Un clone raté de la journaliste ambitieuse Zoe Barnes de House of Cards, mais en version campagnarde peu crédible? Triplement coché. Les musulmans? Tous des criminels de banlieue. Et un des mafieux ressemble terriblement à un jeune Barry Gibb des Bee Gees. Bonsoir la vraisemblance.

Malgré toutes les atrocités qui ont été publiées sur Marseille, la série génère actuellement un gros buzz chez les amateurs de telenovelas psychotroniques. 

On visionne Marseille en groupe pour rigoler à chacune des fois (NDLR: toutes les 30 secondes) où des personnages caricaturaux se jettent des regards torves sur fond de musique mélodramatique inutilement intense.
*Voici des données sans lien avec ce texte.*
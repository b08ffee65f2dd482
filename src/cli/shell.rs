use std::{
    borrow::Cow,
    io::{self, BufRead},
};

use rustyline::{
    completion::{Completer, Pair},
    error::ReadlineError,
    highlight::Highlighter,
    hint::Hinter,
    history::DefaultHistory,
    validate::Validator,
    Context as ReadlineContext, Editor, Helper,
};
use shell_words::split;
use tracing::debug;

use super::context::{CliError, CliMode, CommandError, LoopControl, ShellContext};
use super::output;

/// Set to run commands from stdin without an interactive editor.
pub const SCRIPT_ENV: &str = "SUBTRACK_CLI_SCRIPT";

pub fn run_cli() -> Result<(), CliError> {
    let mode = if std::env::var_os(SCRIPT_ENV).is_some() {
        CliMode::Script
    } else {
        CliMode::Interactive
    };

    let mut context = ShellContext::new(mode)?;

    match mode {
        CliMode::Interactive => run_interactive(&mut context),
        CliMode::Script => run_script(&mut context),
    }
}

fn run_interactive(context: &mut ShellContext) -> Result<(), CliError> {
    let mut editor = Editor::<CommandHelper, DefaultHistory>::new()?;
    editor.set_helper(Some(CommandHelper::new(context.command_names())));
    output::info("Type `help` to list commands.");

    while context.running {
        match editor.readline(&context.prompt()) {
            Ok(line) => {
                let trimmed = line.trim();
                if trimmed.is_empty() {
                    continue;
                }
                editor.add_history_entry(trimmed).ok();
                match handle_line(context, trimmed) {
                    Ok(LoopControl::Continue) => {}
                    Ok(LoopControl::Exit) => break,
                    Err(err) => context.report_error(err),
                }
            }
            Err(ReadlineError::Interrupted) | Err(ReadlineError::Eof) => {
                output::info("Exiting shell.");
                break;
            }
            Err(err) => return Err(err.into()),
        }
    }

    Ok(())
}

fn run_script(context: &mut ShellContext) -> Result<(), CliError> {
    let stdin = io::stdin();
    for line in stdin.lock().lines() {
        if !context.running {
            break;
        }
        let line = line?;
        match handle_line(context, &line) {
            Ok(LoopControl::Continue) => {}
            Ok(LoopControl::Exit) => break,
            Err(err) => context.report_error(err),
        }
    }
    Ok(())
}

pub(crate) fn handle_line(
    context: &mut ShellContext,
    line: &str,
) -> Result<LoopControl, CommandError> {
    let trimmed = line.trim();
    if trimmed.is_empty() || trimmed.starts_with('#') {
        return Ok(LoopControl::Continue);
    }

    let tokens = match split(trimmed) {
        Ok(tokens) => tokens,
        Err(err) => {
            output::warning(err);
            return Ok(LoopControl::Continue);
        }
    };
    let Some((raw, rest)) = tokens.split_first() else {
        return Ok(LoopControl::Continue);
    };

    let command = raw.to_lowercase();
    let args: Vec<&str> = rest.iter().map(String::as_str).collect();
    debug!(%command, args = args.len(), "dispatching command");
    context.last_command = Some(trimmed.to_string());

    let control = context.dispatch(&command, raw, &args)?;
    if control == LoopControl::Exit {
        context.running = false;
    }
    Ok(control)
}

struct CommandHelper {
    commands: Vec<String>,
}

impl CommandHelper {
    fn new(names: Vec<&'static str>) -> Self {
        let mut commands: Vec<String> = names.into_iter().map(str::to_string).collect();
        commands.sort();
        commands.dedup();
        Self { commands }
    }
}

impl Helper for CommandHelper {}

impl Completer for CommandHelper {
    type Candidate = Pair;

    /// Completes the command word only; arguments are free text.
    fn complete(
        &self,
        line: &str,
        pos: usize,
        _ctx: &ReadlineContext<'_>,
    ) -> rustyline::Result<(usize, Vec<Pair>)> {
        let prefix = &line[..pos];
        if prefix.trim_start().contains(char::is_whitespace) {
            return Ok((pos, Vec::new()));
        }
        let start = prefix.len() - prefix.trim_start().len();
        let needle = prefix[start..].to_ascii_lowercase();
        let candidates = self
            .commands
            .iter()
            .filter(|name| name.starts_with(&needle))
            .map(|name| Pair {
                display: name.clone(),
                replacement: name.clone(),
            })
            .collect();
        Ok((start, candidates))
    }
}

impl Hinter for CommandHelper {
    type Hint = String;
}

impl Highlighter for CommandHelper {
    fn highlight<'l>(&self, line: &'l str, _pos: usize) -> Cow<'l, str> {
        Cow::Borrowed(line)
    }
}

impl Validator for CommandHelper {}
Fasciné par ce grand déraillement, on enfile les épisodes en hochant la tête: voyons donc, ça ne se peut pas, ils ne vont pas faire ça! Eh oui, les scénaristes nous balancent au visage, avec beaucoup de prétention, un magma de vulgarité, de sexe gratuit et d'invraisemblances gluantes.

Le seul deuxième degré contenu dans Marseille, c'est celui avec lequel les téléspectateurs engouffrent cette chose extragratinée, qui provoque malheureusement une dépendance.

Des calories moins vides

Après une surdose de sucre, rien de mieux qu'une production plus protéinée pour se remettre sur le piton (de la télécommande). Suggestion? Billions de la chaîne américaine Showtime, que Super Écran récupère mardi prochain à 20 h.
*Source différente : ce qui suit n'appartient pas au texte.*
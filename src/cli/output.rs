use colored::Colorize;
use std::fmt;

/// Message categories used by the CLI output helpers.
#[derive(Clone, Copy, PartialEq, Eq)]
pub enum MessageKind {
    Info,
    Success,
    Warning,
    Error,
    Alert,
    Section,
}

fn label(kind: MessageKind) -> (&'static str, &'static str) {
    match kind {
        MessageKind::Info => ("INFO", "[i]"),
        MessageKind::Success => ("SUCCESS", "[+]"),
        MessageKind::Warning => ("WARNING", "[!]"),
        MessageKind::Error => ("ERROR", "[x]"),
        MessageKind::Alert => ("ALERT", "[*]"),
        MessageKind::Section => ("INFO", ""),
    }
}

fn apply_style(kind: MessageKind, message: impl fmt::Display) -> String {
    let text = message.to_string();
    let formatted = match kind {
        MessageKind::Section => format!("=== {} ===", text.trim()),
        _ => {
            let (label, icon) = label(kind);
            format!("{label}: {icon} {text}")
        }
    };

    match kind {
        MessageKind::Success => formatted.bright_green().to_string(),
        MessageKind::Warning => formatted.bright_yellow().to_string(),
        MessageKind::Error => formatted.bright_red().to_string(),
        MessageKind::Alert => formatted.bright_magenta().to_string(),
        MessageKind::Section => formatted.bold().to_string(),
        MessageKind::Info => formatted,
    }
}

pub fn print(kind: MessageKind, message: impl fmt::Display) {
    let formatted = apply_style(kind, message);
    match kind {
        MessageKind::Section => println!("\n{formatted}"),
        _ => println!("{formatted}"),
    }
}

pub fn info(message: impl fmt::Display) {
    print(MessageKind::Info, message);
}

pub fn success(message: impl fmt::Display) {
    print(MessageKind::Success, message);
}

pub fn warning(message: impl fmt::Display) {
    print(MessageKind::Warning, message);
}

pub fn error(message: impl fmt::Display) {
    print(MessageKind::Error, message);
}

pub fn alert(message: impl fmt::Display) {
    print(MessageKind::Alert, message);
}

pub fn section(title: impl fmt::Display) {
    print(MessageKind::Section, title);
}

/// Prints a plain line, used for raw payloads such as exported documents.
pub fn raw(text: impl fmt::Display) {
    println!("{text}");
}

/// Renders rows as left-aligned columns sized to their widest cell.
pub fn render_table(headers: &[&str], rows: &[Vec<String>]) -> String {
    let mut widths: Vec<usize> = headers.iter().map(|h| h.chars().count()).collect();
    for row in rows {
        for (idx, cell) in row.iter().enumerate() {
            if let Some(width) = widths.get_mut(idx) {
                *width = (*width).max(cell.chars().count());
            }
        }
    }

    let render_row = |cells: Vec<&str>| {
        cells
            .iter()
            .zip(&widths)
            .map(|(cell, width)| format!("{cell:<width$}"))
            .collect::<Vec<_>>()
            .join("  ")
            .trim_end()
            .to_string()
    };

    let mut lines = vec![render_row(headers.to_vec())];
    lines.push(
        widths
            .iter()
            .map(|width| "-".repeat(*width))
            .collect::<Vec<_>>()
            .join("  "),
    );
    for row in rows {
        lines.push(render_row(row.iter().map(String::as_str).collect()));
    }
    lines.join("\n")
}

#[cfg(test)]
mod tests {
    use super::*;

    #[test]
    fn table_pads_columns() {
        let table = render_table(
            &["#", "Name"],
            &[
                vec!["1".into(), "Netflix".into()],
                vec!["10".into(), "Gym".into()],
            ],
        );
        let lines: Vec<_> = table.lines().collect();
        assert_eq!(lines[0], "#   Name");
        assert_eq!(lines[1], "--  -------");
        assert_eq!(lines[2], "1   Netflix");
        assert_eq!(lines[3], "10  Gym");
    }
}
Vous reconnaîtrez immédiatement le héros de cette télésérie à saveur financière: c'est Brody de Homeland! Dans Billions, Damian Lewis campe le richissime dirigeant d'un fonds spéculatif, Bobby Axelrod, aux méthodes d'investissement douteuses. Ce n'est pas très sexy comme prémisse, un peu à la façon du film The Big Short, mais ne décrochez pas tout de suite.

Donc, Bobby «Axe» Axelrod, un mâle alpha à tendance douchebag, provient d'un milieu très modeste et sa fortune récemment acquise lui permet aujourd'hui tous les excès. Comme, par exemple, sauter dans son jet privé pour assister à un spectacle de Metallica au Centre Vidéotron. Oui, la séquence a véritablement été tournée à Québec.
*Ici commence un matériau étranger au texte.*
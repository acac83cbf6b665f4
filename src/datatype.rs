//! Payload datatype trait and the active scalar type.
//!
//! This module provides the [`CommDatatype`] trait, a sealed trait describing
//! how payload elements map onto the `f64` wire representation and onto tape
//! identifiers, for use in generic communication operations.
//!
//! # Supported Types
//!
//! | Rust Type      | Tracked | Wire form     |
//! |----------------|---------|---------------|
//! | [`ActiveReal`] | yes     | primal value  |
//! | `f64`          | no      | value         |
//! | `f32`          | no      | value as f64  |
//! | `i32`          | no      | value as f64  |

use crate::tape::Index;

/// Internal module to seal the trait — prevents external implementations.
mod sealed {
    pub trait Sealed {}
}

/// Trait for element types that can travel through the wrapped communication
/// operations.
///
/// This is a **sealed trait** — it cannot be implemented outside this crate.
/// Active types carry a tape [`Index`] next to their value; passive types
/// report the sentinel index and are forwarded without any recording.
pub trait CommDatatype: sealed::Sealed + Copy + Send + 'static {
    /// Whether elements of this type are tracked on the tape.
    const ACTIVE: bool;

    /// Value of this element on the `f64` wire.
    fn to_wire(&self) -> f64;

    /// Overwrite this element's value from a received wire value.
    fn from_wire(&mut self, value: f64);

    /// Tape identifier of this element ([`Index::PASSIVE`] for passive types).
    fn index(&self) -> Index;

    /// Attach a tape identifier to this element (no-op for passive types).
    fn set_index(&mut self, index: Index);

    /// Number of tracked elements in a payload of `count` elements.
    fn active_elements(count: usize) -> usize {
        if Self::ACTIVE {
            count
        } else {
            0
        }
    }
}

/// A differentiable scalar: an `f64` value paired with its tape identifier.
///
/// Freshly constructed values are passive;
/// [`register_input`](crate::CommTape::register_input) produces tracked ones.
#[derive(Debug, Clone, Copy, PartialEq)]
pub struct ActiveReal {
    value: f64,
    index: Index,
}

impl ActiveReal {
    /// Passive value, not yet registered on any tape.
    pub fn new(value: f64) -> Self {
        ActiveReal {
            value,
            index: Index::PASSIVE,
        }
    }

    pub(crate) fn from_parts(value: f64, index: Index) -> Self {
        ActiveReal { value, index }
    }

    /// Current primal value.
    pub fn value(&self) -> f64 {
        self.value
    }

    /// Tape identifier.
    pub fn index(&self) -> Index {
        self.index
    }
}

impl Default for ActiveReal {
    fn default() -> Self {
        ActiveReal::new(0.0)
    }
}

impl std::fmt::Display for ActiveReal {
    fn fmt(&self, f: &mut std::fmt::Formatter<'_>) -> std::fmt::Result {
        write!(f, "{}", self.value)
    }
}

impl sealed::Sealed for ActiveReal {}
impl CommDatatype for ActiveReal {
    const ACTIVE: bool = true;

    fn to_wire(&self) -> f64 {
        self.value
    }

    fn from_wire(&mut self, value: f64) {
        self.value = value;
    }

    fn index(&self) -> Index {
        self.index
    }

    fn set_index(&mut self, index: Index) {
        self.index = index;
    }
}

macro_rules! impl_passive_datatype {
    ($ty:ty) => {
        impl sealed::Sealed for $ty {}
        impl CommDatatype for $ty {
            const ACTIVE: bool = false;

            fn to_wire(&self) -> f64 {
                *self as f64
            }

            fn from_wire(&mut self, value: f64) {
                *self = value as $ty;
            }

            fn index(&self) -> Index {
                Index::PASSIVE
            }

            fn set_index(&mut self, _index: Index) {}
        }
    };
}

impl_passive_datatype!(f64);
impl_passive_datatype!(f32);
impl_passive_datatype!(i32);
Évidemment, l'extravagance de Bobby Axelrod et son amour des médias éveillent des soupçons, dont ceux de l'influent procureur Chuck Rhoades (excellent Paul Giamatti), qui le croit coupable de délits d'initié.

Billions s'articule autour de la bataille testostéronée entre ces deux coqs, enfermés chacun dans leur basse-cour.

À mes yeux, leurs épouses sont tout aussi intéressantes et auraient mérité plus de temps à l'écran. La femme du milliardaire Bobby Axelrod, jouée par Malin Akerman, est une vraie dure à cuire et ne recule devant rien pour obtenir ce qu'elle désire. Les scènes où elle en découd avec ses «amies» du club privé sont délicieuses.

Et il y a la compagne de l'avocat Chuck Rhoades, qui travaille comme psychologue industrielle pour l'entreprise de... Bobby Axelrod, l'ennemi juré de son mari. Cette psy (Maggie Siff) détient les secrets des deux camps. Comment s'en servira-t-elle?

Billions, c'est brouillon au départ et le jargon économique pourrait vous rebuter, mais ne décrochez pas. Quand la Bourse perd des plumes, ce n'est jamais le bon moment de débarquer. Ça devient toujours payant plus tard. Pareil pour Billions.